═════ Supplied data

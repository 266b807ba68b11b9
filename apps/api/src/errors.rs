use axum::{
    extract::rejection::JsonRejection,
    http::StatusCode,
    response::{IntoResponse, Response},
    Json,
};
use serde_json::json;
use thiserror::Error;

/// Application-level error type.
/// Every failure that reaches a caller is one of these kinds; unclassified
/// failures are folded into `Internal` by [`AppError::classify`].
#[derive(Debug, Error)]
pub enum AppError {
    #[error("{0}")]
    Validation(String),

    #[error("{0}")]
    PayloadTooLarge(String),

    #[error("AI service configuration is missing")]
    Configuration,

    #[error("Not authorized to access AI service")]
    Unauthorized,

    #[error("AI service endpoint not found")]
    NotFound,

    #[error("AI service encountered an error")]
    UpstreamFailure { status: u16 },

    #[error("AI service call failed: {0}")]
    BadUpstreamRequest(String),

    #[error("Failed to parse PDF")]
    Extraction(#[source] anyhow::Error),

    #[error("Failed to {context}")]
    Internal {
        context: &'static str,
        #[source]
        source: anyhow::Error,
    },
}

impl AppError {
    /// Maps a non-success status from the generation service.
    pub fn from_upstream_status(status: u16, status_text: &str) -> Self {
        match status {
            401 | 403 => AppError::Unauthorized,
            404 => AppError::NotFound,
            s if s >= 500 => AppError::UpstreamFailure { status: s },
            _ => AppError::BadUpstreamRequest(status_text.to_string()),
        }
    }

    /// Returns an already-classified error unchanged; anything else is logged
    /// and wrapped as `Internal` with the given context.
    pub fn classify(err: anyhow::Error, context: &'static str) -> Self {
        match err.downcast::<AppError>() {
            Ok(classified) => classified,
            Err(source) => {
                tracing::error!("Error during {context}: {source:?}");
                AppError::Internal { context, source }
            }
        }
    }

    /// Stable code surfaced to RPC callers.
    pub fn code(&self) -> &'static str {
        match self {
            AppError::Validation(_) | AppError::BadUpstreamRequest(_) => "BAD_REQUEST",
            AppError::PayloadTooLarge(_) => "PAYLOAD_TOO_LARGE",
            AppError::Unauthorized => "UNAUTHORIZED",
            AppError::NotFound => "NOT_FOUND",
            AppError::Configuration
            | AppError::UpstreamFailure { .. }
            | AppError::Extraction(_)
            | AppError::Internal { .. } => "INTERNAL_SERVER_ERROR",
        }
    }

    pub fn status(&self) -> StatusCode {
        match self {
            AppError::Validation(_) | AppError::BadUpstreamRequest(_) => StatusCode::BAD_REQUEST,
            AppError::PayloadTooLarge(_) => StatusCode::PAYLOAD_TOO_LARGE,
            AppError::Unauthorized => StatusCode::UNAUTHORIZED,
            AppError::NotFound => StatusCode::NOT_FOUND,
            AppError::Configuration
            | AppError::UpstreamFailure { .. }
            | AppError::Extraction(_)
            | AppError::Internal { .. } => StatusCode::INTERNAL_SERVER_ERROR,
        }
    }
}

impl From<JsonRejection> for AppError {
    fn from(rejection: JsonRejection) -> Self {
        if rejection.status() == StatusCode::PAYLOAD_TOO_LARGE {
            AppError::PayloadTooLarge(rejection.body_text())
        } else {
            AppError::Validation(rejection.body_text())
        }
    }
}

impl IntoResponse for AppError {
    fn into_response(self) -> Response {
        match &self {
            AppError::Configuration => tracing::error!("AI service configuration is missing"),
            AppError::UpstreamFailure { status } => {
                tracing::error!("AI service returned status {status}")
            }
            AppError::Extraction(e) => tracing::error!("Extraction error: {e:?}"),
            _ => {}
        }

        let body = Json(json!({
            "error": {
                "code": self.code(),
                "message": self.to_string()
            }
        }));

        (self.status(), body).into_response()
    }
}
//! Document text extraction. PDF parsing is CPU-bound, so it runs on the
//! blocking pool rather than on the request task.

use anyhow::anyhow;
use async_trait::async_trait;
use tracing::debug;

use crate::errors::AppError;

/// Turns document bytes into plain text. Either the whole text is returned
/// or the call fails; a document without a text layer yields an empty string.
#[async_trait]
pub trait TextExtractor: Send + Sync {
    async fn extract(&self, bytes: Vec<u8>) -> Result<String, AppError>;
}

/// Extracts the text layer of a PDF with `pdf-extract`.
pub struct PdfTextExtractor;

#[async_trait]
impl TextExtractor for PdfTextExtractor {
    async fn extract(&self, bytes: Vec<u8>) -> Result<String, AppError> {
        let size = bytes.len();
        // A panic inside the parser surfaces as a JoinError.
        let text = tokio::task::spawn_blocking(move || pdf_extract::extract_text_from_mem(&bytes))
            .await
            .map_err(|e| AppError::Extraction(anyhow!("PDF parser aborted: {e}")))?
            .map_err(|e| AppError::Extraction(anyhow!("{e}")))?;

        debug!("Extracted {} chars from {} byte document", text.len(), size);
        Ok(text)
    }
}
//! AI gateway client: the single point of contact with the generation service.
//!
//! No other module talks to the service directly. One POST per call, no retries;
//! HTTP failures are mapped onto `AppError` kinds here.
use anyhow::{anyhow, Context};
use async_trait::async_trait;
use reqwest::{
    header::{AUTHORIZATION, CONTENT_TYPE},
    Client,
};
use tracing::{debug, warn};

use crate::config::Config;
use crate::errors::AppError;

pub mod types;

pub use types::{Content, GenerateContentRequest, GenerateContentResponse};

/// Produces text for a generation request. `AiClient` is the production
/// backend; handlers only see `Arc<dyn TextGenerator>`.
#[async_trait]
pub trait TextGenerator: Send + Sync {
    async fn generate(&self, request: GenerateContentRequest) -> Result<String, AppError>;
}

#[derive(Clone)]
pub struct AiClient {
    client: Client,
    /// Endpoint URL and token; `None` unless both are configured.
    credentials: Option<(String, String)>,
}

impl AiClient {
    pub fn new(config: &Config) -> anyhow::Result<Self> {
        let mut builder = Client::builder();
        if let Some(timeout) = config.ai_timeout {
            builder = builder.timeout(timeout);
        }

        Ok(Self {
            client: builder.build().context("Failed to build HTTP client")?,
            credentials: config
                .ai_credentials()
                .map(|(endpoint, token)| (endpoint.to_string(), token.to_string())),
        })
    }

    pub fn is_configured(&self) -> bool {
        self.credentials.is_some()
    }

    async fn send(
        &self,
        endpoint: &str,
        auth_token: &str,
        request: &GenerateContentRequest,
    ) -> anyhow::Result<String> {
        let response = self
            .client
            .post(endpoint)
            .header(CONTENT_TYPE, "application/json")
            .header(AUTHORIZATION, auth_token)
            .json(request)
            .send()
            .await
            .context("AI service request failed")?;

        let status = response.status();
        if !status.is_success() {
            warn!("AI service returned {}", status);
            let status_text = status.canonical_reason().unwrap_or("unknown status");
            return Err(AppError::from_upstream_status(status.as_u16(), status_text).into());
        }

        let body: GenerateContentResponse = response
            .json()
            .await
            .context("AI service returned a malformed response body")?;

        debug!("AI service returned {} candidate(s)", body.candidates.len());

        body.first_candidate_text()
            .ok_or_else(|| anyhow!("AI service response contained no candidates"))
    }
}

#[async_trait]
impl TextGenerator for AiClient {
    async fn generate(&self, request: GenerateContentRequest) -> Result<String, AppError> {
        let Some((endpoint, auth_token)) = &self.credentials else {
            return Err(AppError::Configuration);
        };

        self.send(endpoint, auth_token, &request)
            .await
            .map_err(|e| AppError::classify(e, "process AI service request"))
    }
}
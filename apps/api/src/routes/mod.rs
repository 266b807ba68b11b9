pub mod health;

use axum::{
    extract::DefaultBodyLimit,
    routing::{get, post},
    Router,
};

use crate::analysis::handlers;
use crate::state::AppState;

pub fn build_router(state: AppState) -> Router {
    let body_limit = state.config.max_body_bytes;

    Router::new()
        .route("/health", get(health::health_handler))
        .route("/analyzeJobFit", post(handlers::handle_analyze_job_fit))
        .layer(DefaultBodyLimit::max(body_limit))
        .with_state(state)
}
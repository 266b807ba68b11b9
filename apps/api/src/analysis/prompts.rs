// Prompt texts for the job-fit pipeline.
// Document text is spliced in with format! so user content is never rescanned
// for placeholders.

pub const SANITIZE_CV_SYSTEM: &str = "You are a helpful assistant that sanitizes CV by \
    removing sensitive, irrelevant, unnecessary or redundant information while preserving \
    key details.";

pub const SANITIZE_CV_INSTRUCTION: &str = "Sanitize this CV by removing sensitive, irrelevant, \
    unnecessary or redundant information while preserving key details about skills, \
    experience, and education.";

pub const SANITIZE_JOB_DESCRIPTION_SYSTEM: &str = "You are a helpful assistant that sanitizes \
    job descriptions by removing unnecessary or redundant information while preserving key \
    details.";

pub const SANITIZE_JOB_DESCRIPTION_INSTRUCTION: &str = "Sanitize this job description by \
    removing unnecessary or redundant information while preserving key details about the \
    role, requirements, and responsibilities.";

pub const ANALYZE_FIT_INSTRUCTION: &str = "Analyze this job description and CV. Identify the \
    candidate's key strengths and weaknesses relative to the role, and evaluate overall fit.";

pub fn sanitize_cv_prompt(cv: &str) -> String {
    format!("{SANITIZE_CV_INSTRUCTION}\n\nCV:\n{cv}")
}

pub fn sanitize_job_description_prompt(job_description: &str) -> String {
    format!("{SANITIZE_JOB_DESCRIPTION_INSTRUCTION}\n\nJob Description:\n{job_description}")
}

pub fn analyze_fit_prompt(job_description: &str, cv: &str) -> String {
    format!("{ANALYZE_FIT_INSTRUCTION}\n\nJob Description:\n{job_description}\n\nCV:\n{cv}")
}
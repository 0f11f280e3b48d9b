//! Brand and query records shared by the store and the HTTP layer

use super::QueryStatus;
use chrono::{DateTime, Utc};
use serde::{Deserialize, Serialize};
use uuid::Uuid;

/// A tracked brand
#[derive(Debug, Clone, PartialEq, Serialize, Deserialize)]
#[serde(rename_all = "camelCase")]
pub struct BrandProfile {
    pub id: Uuid,
    pub name: String,
    pub website: String,
    pub category: String,
    pub description: Option<String>,
    pub competitors: Vec<String>,
    pub keywords: Vec<String>,
    pub created_at: DateTime<Utc>,
    pub updated_at: DateTime<Utc>,
}

/// A prompt tracked for one brand. Text is immutable after creation.
#[derive(Debug, Clone, PartialEq, Serialize, Deserialize)]
#[serde(rename_all = "camelCase")]
pub struct TrackedQuery {
    pub id: Uuid,
    pub brand_id: Uuid,
    #[serde(rename = "query")]
    pub text: String,
    pub is_custom: bool,
    pub status: QueryStatus,
    pub last_analyzed_at: Option<DateTime<Utc>>,
    pub created_at: DateTime<Utc>,
}

/// Brand fields accepted on create and update
#[derive(Debug, Clone, Default, PartialEq, Serialize, Deserialize)]
#[serde(rename_all = "camelCase")]
pub struct BrandDraft {
    pub name: String,
    pub website: String,
    pub category: String,
    pub description: Option<String>,
    #[serde(default)]
    pub competitors: Vec<String>,
    #[serde(default)]
    pub keywords: Vec<String>,
}
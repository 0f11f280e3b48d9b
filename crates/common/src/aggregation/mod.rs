//! Dashboard aggregation
//!
//! Pure functions over snapshots of analysis results:
//! - Brand-level metrics, distributions and leaderboards
//! - Daily visibility history
//! - Per-query run summaries
//!
//! None of them fail on empty input.

mod by_query;
mod dashboard;
mod history;

pub use by_query::{group_by_query, QueryResults};
pub use dashboard::{
    aggregate, CitationSummary, DashboardMetrics, LeaderboardEntry, MentionAggregator,
    RankDistribution, SentimentDistribution, DEFAULT_TOP_CITATIONS,
};
pub use history::{aggregate_by_day, DaySummary};

use crate::analysis::MentionSentiment;
use serde::{Deserialize, Serialize};

/// Counts over the three mention sentiments
#[derive(Debug, Clone, Copy, Default, PartialEq, Eq, Serialize, Deserialize)]
pub struct SentimentTally {
    pub positive: usize,
    pub negative: usize,
    pub neutral: usize,
}

impl SentimentTally {
    pub fn add(&mut self, sentiment: MentionSentiment) {
        match sentiment {
            MentionSentiment::Positive => self.positive += 1,
            MentionSentiment::Negative => self.negative += 1,
            MentionSentiment::Neutral => self.neutral += 1,
        }
    }

    pub fn total(&self) -> usize {
        self.positive + self.negative + self.neutral
    }
}

/// `round(100 * part / total)`, 0 when total is 0
pub(crate) fn percent(part: usize, total: usize) -> u32 {
    if total == 0 {
        return 0;
    }
    (100.0 * part as f64 / total as f64).round() as u32
}

/// Mean rounded to one decimal place, `None` for no values
pub(crate) fn mean_one_decimal(values: &[u32]) -> Option<f64> {
    if values.is_empty() {
        return None;
    }
    let sum: u64 = values.iter().map(|&v| v as u64).sum();
    let mean = sum as f64 / values.len() as f64;
    Some((mean * 10.0).round() / 10.0)
}

#[cfg(test)]
mod tests {
    use super::*;

    #[test]
    fn test_percent() {
        assert_eq!(percent(0, 0), 0);
        assert_eq!(percent(1, 3), 33);
        assert_eq!(percent(2, 3), 67);
        assert_eq!(percent(1, 2), 50);
        assert_eq!(percent(5, 5), 100);
    }

    #[test]
    fn test_mean_one_decimal() {
        assert_eq!(mean_one_decimal(&[]), None);
        assert_eq!(mean_one_decimal(&[1, 2, 4]), Some(2.3));
        assert_eq!(mean_one_decimal(&[1, 2]), Some(1.5));
        assert_eq!(mean_one_decimal(&[2, 2, 3]), Some(2.3));
    }

    #[test]
    fn test_tally() {
        let mut tally = SentimentTally::default();
        tally.add(MentionSentiment::Positive);
        tally.add(MentionSentiment::Neutral);
        tally.add(MentionSentiment::Positive);
        assert_eq!(tally.positive, 2);
        assert_eq!(tally.total(), 3);
    }
}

══════════

Work order: Go through the records and pull out each line that includes the word "SentimentTally".

Response to the exercise:
pub struct SentimentTally {
impl SentimentTally {
        let mut tally = SentimentTally::default();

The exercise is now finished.